The boat served as a car ferry between Tobermory and South Baymouth after the Trans Canada Highway was finished in 1963, until it was replaced by the Chi-Cheemaun in 1974.
Former hospital site doesn't have the bollards
Parks Canada has indicated it's not interested in having the Norgoma relocate to the Sault Ste. Marie Canal National Historic Site because the ship has little to do with the park's mandate.
A location near the Canadian Bushplane Heritage Centre has been rejected because dock space and water levels were inadequate.
A pier adjacent to the former downtown Sault Area Hospital site might work but the cost of servicing the site with electricity, sewers, telecom services and mooring bollards is estimated at $185,000 to $195,000.
If the city decided to decommission the Norgoma itself, the cost would range between $200,000 and $500,000-plus, depending on how much of the demolition work is done at the marina.
A very bad barge
A city-commissioned report by STEM Engineering found that the Norgoma has little potential for being re-purposed as a barge or another kind of boat.
The costs of demolition and removal would exceed any salvage value, in part because of hazardous materials including lead paint, oil and asbestos.

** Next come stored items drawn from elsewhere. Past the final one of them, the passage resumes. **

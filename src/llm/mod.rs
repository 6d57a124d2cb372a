//! LLM provider abstraction layer
//!
//! Provider-agnostic traits for chat completion and transcription, plus the
//! OpenAI-compatible implementation the solvers use by default.

pub mod provider;
pub mod providers;

pub use provider::*;
pub use providers::*;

Other options include further municipal investment in the Norgoma, or just maintaining the current situation with no city support.
Vair will ask councillors today to pursue a deal with Gregos-Nicols and to approve spending $35,000 to get the Norgoma out of the marina.
If no deal can be reached with the Chicago businessman, Vair is recommending the city demolish and remove the Norgoma itself.
Today's City Council meeting will be livestreamed on SooToday starting at 4:30 p.m.